▸ **PROBLEM REQUIREMENTS**
Entries follow. Give back exactly the lines starting at the one containing "impl Error for" and ending at the one containing "pub(crate) fn parse_selector(value: &str, column: &str)", and no other lines.

▸ **SUPPLIED RECORDS**
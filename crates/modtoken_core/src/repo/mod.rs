//! Repository layer over the namespaced SQLite tables.
//!
//! # Responsibility
//! - Isolate SQL details from registry, dispatch and token orchestration.
//! - Convert persisted text (addresses, selectors, amounts) back into typed
//!   values, rejecting malformed rows instead of masking them.
//!
//! # Invariants
//! - Each repository only touches its own table namespace.
//! - Amounts and token ids are stored as canonical decimal text.

use crate::db::DbError;
use crate::model::address::Address;
use crate::model::event::Selector;
use std::error::Error;
use std::fmt::{Display, Formatter};

pub mod event_log_repo;
pub mod fungible_ledger;
pub mod ledger;
pub mod metadata_repo;
pub mod multi_ledger;
pub mod native_repo;
pub mod nft_ledger;
pub mod registry_repo;
pub mod role_repo;
pub mod state_repo;

pub type RepoResult<T> = Result<T, RepoError>;

/// Storage-level failure shared by all repositories.
#[derive(Debug)]
pub enum RepoError {
    Db(DbError),
    InvalidData(String),
}

impl Display for RepoError {
    fn fmt(&self, f: &mut Formatter<'_>) -> std::fmt::Result {
        match self {
            Self::Db(err) => write!(f, "{err}"),
            Self::InvalidData(message) => write!(f, "invalid persisted data: {message}"),
        }
    }
}

impl Error for RepoError {
    fn source(&self) -> Option<&(dyn Error + 'static)> {
        match self {
            Self::Db(err) => Some(err),
            Self::InvalidData(_) => None,
        }
    }
}

impl From<DbError> for RepoError {
    fn from(value: DbError) -> Self {
        Self::Db(value)
    }
}

impl From<rusqlite::Error> for RepoError {
    fn from(value: rusqlite::Error) -> Self {
        Self::Db(DbError::Sqlite(value))
    }
}

pub(crate) fn amount_to_db(value: u128) -> String {
    value.to_string()
}

pub(crate) fn parse_amount(value: &str, column: &str) -> RepoResult<u128> {
    value
        .parse::<u128>()
        .map_err(|_| RepoError::InvalidData(format!("invalid amount `{value}` in {column}")))
}

pub(crate) fn parse_address(value: &str, column: &str) -> RepoResult<Address> {
    Address::parse(value)
        .map_err(|_| RepoError::InvalidData(format!("invalid address `{value}` in {column}")))
}

pub(crate) fn parse_selector(value: &str, column: &str) -> RepoResult<Selector> {
    Selector::parse(value)
        .map_err(|_| RepoError::InvalidData(format!("invalid selector `{value}` in {column}")))
}

pub(crate) fn bool_to_int(value: bool) -> i64 {
    if value {
        1
    } else {
        0
    }
}

pub(crate) fn parse_bool(value: i64, column: &str) -> RepoResult<bool> {
    match value {
        0 => Ok(false),
        1 => Ok(true),
        other => Err(RepoError::InvalidData(format!(
            "invalid flag value `{other}` in {column}"
        ))),
    }
}
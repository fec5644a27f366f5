//! Non-fungible accounting tables (`acct_nft_*`, operator approvals).

use crate::model::address::Address;
use crate::model::hook::{Amount, TokenId};
use crate::repo::ledger::{
    operator_approved, read_counter, set_operator_approval, write_counter, LedgerError,
    LedgerResult, NonFungibleLedger,
};
use crate::repo::{amount_to_db, parse_address};
use rusqlite::{params, Connection, OptionalExtension};

const NEXT_ID_COUNTER: &str = "nft.next_token_id";
const SUPPLY_COUNTER: &str = "nft.supply";

/// Most tokens one `mint_sequence` call may create.
pub const MAX_MINT_BATCH: Amount = 1_000;

/// SQLite-backed non-fungible ledger.
pub struct SqliteNonFungibleLedger<'conn> {
    conn: &'conn Connection,
}

impl<'conn> SqliteNonFungibleLedger<'conn> {
    pub fn new(conn: &'conn Connection) -> Self {
        Self { conn }
    }
}

impl NonFungibleLedger for SqliteNonFungibleLedger<'_> {
    fn owner_of(&self, token_id: TokenId) -> LedgerResult<Option<Address>> {
        let raw: Option<String> = self
            .conn
            .query_row(
                "SELECT owner FROM acct_nft_owners WHERE token_id = ?1;",
                [amount_to_db(token_id)],
                |row| row.get(0),
            )
            .optional()?;
        Ok(raw
            .map(|value| parse_address(&value, "acct_nft_owners.owner"))
            .transpose()?)
    }

    fn balance_of(&self, account: &Address) -> LedgerResult<Amount> {
        let count: i64 = self.conn.query_row(
            "SELECT COUNT(*) FROM acct_nft_owners WHERE owner = ?1;",
            [account.to_string()],
            |row| row.get(0),
        )?;
        Ok(count.max(0) as Amount)
    }

    fn total_supply(&self) -> LedgerResult<Amount> {
        read_counter(self.conn, SUPPLY_COUNTER)
    }

    fn next_token_id(&self) -> LedgerResult<TokenId> {
        read_counter(self.conn, NEXT_ID_COUNTER)
    }

    fn mint_sequence(&self, to: &Address, quantity: Amount) -> LedgerResult<Vec<TokenId>> {
        if quantity > MAX_MINT_BATCH {
            return Err(LedgerError::MintBatchTooLarge {
                requested: quantity,
                limit: MAX_MINT_BATCH,
            });
        }
        let start = self.next_token_id()?;
        let end = start.checked_add(quantity).ok_or(LedgerError::Overflow)?;
        let supply = self
            .total_supply()?
            .checked_add(quantity)
            .ok_or(LedgerError::Overflow)?;

        let mut minted = Vec::with_capacity(quantity as usize);
        for token_id in start..end {
            if self.owner_of(token_id)?.is_some() {
                return Err(LedgerError::TokenAlreadyExists(token_id));
            }
            self.conn.execute(
                "INSERT INTO acct_nft_owners (token_id, owner) VALUES (?1, ?2);",
                params![amount_to_db(token_id), to.to_string()],
            )?;
            minted.push(token_id);
        }

        write_counter(self.conn, NEXT_ID_COUNTER, end)?;
        write_counter(self.conn, SUPPLY_COUNTER, supply)?;
        Ok(minted)
    }

    fn burn(&self, token_id: TokenId) -> LedgerResult<()> {
        let changed = self.conn.execute(
            "DELETE FROM acct_nft_owners WHERE token_id = ?1;",
            [amount_to_db(token_id)],
        )?;
        if changed == 0 {
            return Err(LedgerError::TokenNotFound(token_id));
        }
        let supply = self.total_supply()?.saturating_sub(1);
        write_counter(self.conn, SUPPLY_COUNTER, supply)
    }

    fn transfer(&self, from: &Address, to: &Address, token_id: TokenId) -> LedgerResult<()> {
        match self.owner_of(token_id)? {
            None => return Err(LedgerError::TokenNotFound(token_id)),
            Some(owner) if owner != *from => {
                return Err(LedgerError::NotTokenOwner {
                    account: *from,
                    token_id,
                })
            }
            Some(_) => {}
        }
        self.set_approved(token_id, None)?;
        self.conn.execute(
            "UPDATE acct_nft_owners SET owner = ?1 WHERE token_id = ?2;",
            params![to.to_string(), amount_to_db(token_id)],
        )?;
        Ok(())
    }

    fn approved(&self, token_id: TokenId) -> LedgerResult<Option<Address>> {
        let raw: Option<String> = self
            .conn
            .query_row(
                "SELECT spender FROM acct_nft_approvals WHERE token_id = ?1;",
                [amount_to_db(token_id)],
                |row| row.get(0),
            )
            .optional()?;
        Ok(raw
            .map(|value| parse_address(&value, "acct_nft_approvals.spender"))
            .transpose()?)
    }

    fn set_approved(&self, token_id: TokenId, spender: Option<&Address>) -> LedgerResult<()> {
        match spender {
            Some(spender) => {
                self.conn.execute(
                    "INSERT INTO acct_nft_approvals (token_id, spender) VALUES (?1, ?2)
                     ON CONFLICT (token_id) DO UPDATE SET spender = excluded.spender;",
                    params![amount_to_db(token_id), spender.to_string()],
                )?;
            }
            None => {
                self.conn.execute(
                    "DELETE FROM acct_nft_approvals WHERE token_id = ?1;",
                    [amount_to_db(token_id)],
                )?;
            }
        }
        Ok(())
    }

    fn is_operator(&self, owner: &Address, operator: &Address) -> LedgerResult<bool> {
        operator_approved(self.conn, owner, operator)
    }

    fn set_operator(
        &self,
        owner: &Address,
        operator: &Address,
        approved: bool,
    ) -> LedgerResult<()> {
        set_operator_approval(self.conn, owner, operator, approved)
    }
}

#[cfg(test)]
mod tests {
    use super::{SqliteNonFungibleLedger, MAX_MINT_BATCH};
    use crate::db::open_db_in_memory;
    use crate::model::address::Address;
    use crate::repo::ledger::{LedgerError, NonFungibleLedger};

    #[test]
    fn mints_sequential_ids_and_tracks_supply() {
        let conn = open_db_in_memory().expect("open db");
        let ledger = SqliteNonFungibleLedger::new(&conn);
        let alice = Address::derive("alice");

        assert_eq!(ledger.mint_sequence(&alice, 3).expect("mint"), vec![0, 1, 2]);
        assert_eq!(ledger.mint_sequence(&alice, 1).expect("mint"), vec![3]);
        assert_eq!(ledger.next_token_id().expect("next id"), 4);
        assert_eq!(ledger.balance_of(&alice).expect("balance"), 4);

        ledger.burn(2).expect("burn");
        assert_eq!(ledger.total_supply().expect("supply"), 3);
        assert_eq!(ledger.owner_of(2).expect("owner"), None);
        // Burned ids are never reassigned.
        assert_eq!(ledger.next_token_id().expect("next id"), 4);
    }

    #[test]
    fn transfer_clears_token_approval() {
        let conn = open_db_in_memory().expect("open db");
        let ledger = SqliteNonFungibleLedger::new(&conn);
        let alice = Address::derive("alice");
        let bob = Address::derive("bob");
        let spender = Address::derive("spender");
        ledger.mint_sequence(&alice, 1).expect("mint");
        ledger.set_approved(0, Some(&spender)).expect("approve");

        ledger.transfer(&alice, &bob, 0).expect("transfer");
        assert_eq!(ledger.owner_of(0).expect("owner"), Some(bob));
        assert_eq!(ledger.approved(0).expect("approved"), None);
    }

    #[test]
    fn transfer_from_non_owner_fails() {
        let conn = open_db_in_memory().expect("open db");
        let ledger = SqliteNonFungibleLedger::new(&conn);
        let alice = Address::derive("alice");
        let bob = Address::derive("bob");
        ledger.mint_sequence(&alice, 1).expect("mint");

        assert!(matches!(
            ledger.transfer(&bob, &alice, 0),
            Err(LedgerError::NotTokenOwner { token_id: 0, .. })
        ));
        assert!(matches!(
            ledger.transfer(&alice, &bob, 9),
            Err(LedgerError::TokenNotFound(9))
        ));
    }

    #[test]
    fn oversized_batch_is_rejected_without_writes() {
        let conn = open_db_in_memory().expect("open db");
        let ledger = SqliteNonFungibleLedger::new(&conn);
        let alice = Address::derive("alice");

        assert!(matches!(
            ledger.mint_sequence(&alice, MAX_MINT_BATCH + 1),
            Err(LedgerError::MintBatchTooLarge { limit: MAX_MINT_BATCH, .. })
        ));
        assert!(matches!(
            ledger.mint_sequence(&alice, u128::MAX),
            Err(LedgerError::MintBatchTooLarge { .. })
        ));
        assert_eq!(ledger.next_token_id().expect("next id"), 0);
        assert_eq!(ledger.total_supply().expect("supply"), 0);
    }
}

▸ **FINAL ANSWER**
impl Error for RepoError {
    fn source(&self) -> Option<&(dyn Error + 'static)> {
        match self {
            Self::Db(err) => Some(err),
            Self::InvalidData(_) => None,
        }
    }
}

impl From<DbError> for RepoError {
    fn from(value: DbError) -> Self {
        Self::Db(value)
    }
}

impl From<rusqlite::Error> for RepoError {
    fn from(value: rusqlite::Error) -> Self {
        Self::Db(DbError::Sqlite(value))
    }
}

pub(crate) fn amount_to_db(value: u128) -> String {
    value.to_string()
}

pub(crate) fn parse_amount(value: &str, column: &str) -> RepoResult<u128> {
    value
        .parse::<u128>()
        .map_err(|_| RepoError::InvalidData(format!("invalid amount `{value}` in {column}")))
}

pub(crate) fn parse_address(value: &str, column: &str) -> RepoResult<Address> {
    Address::parse(value)
        .map_err(|_| RepoError::InvalidData(format!("invalid address `{value}` in {column}")))
}

pub(crate) fn parse_selector(value: &str, column: &str) -> RepoResult<Selector> {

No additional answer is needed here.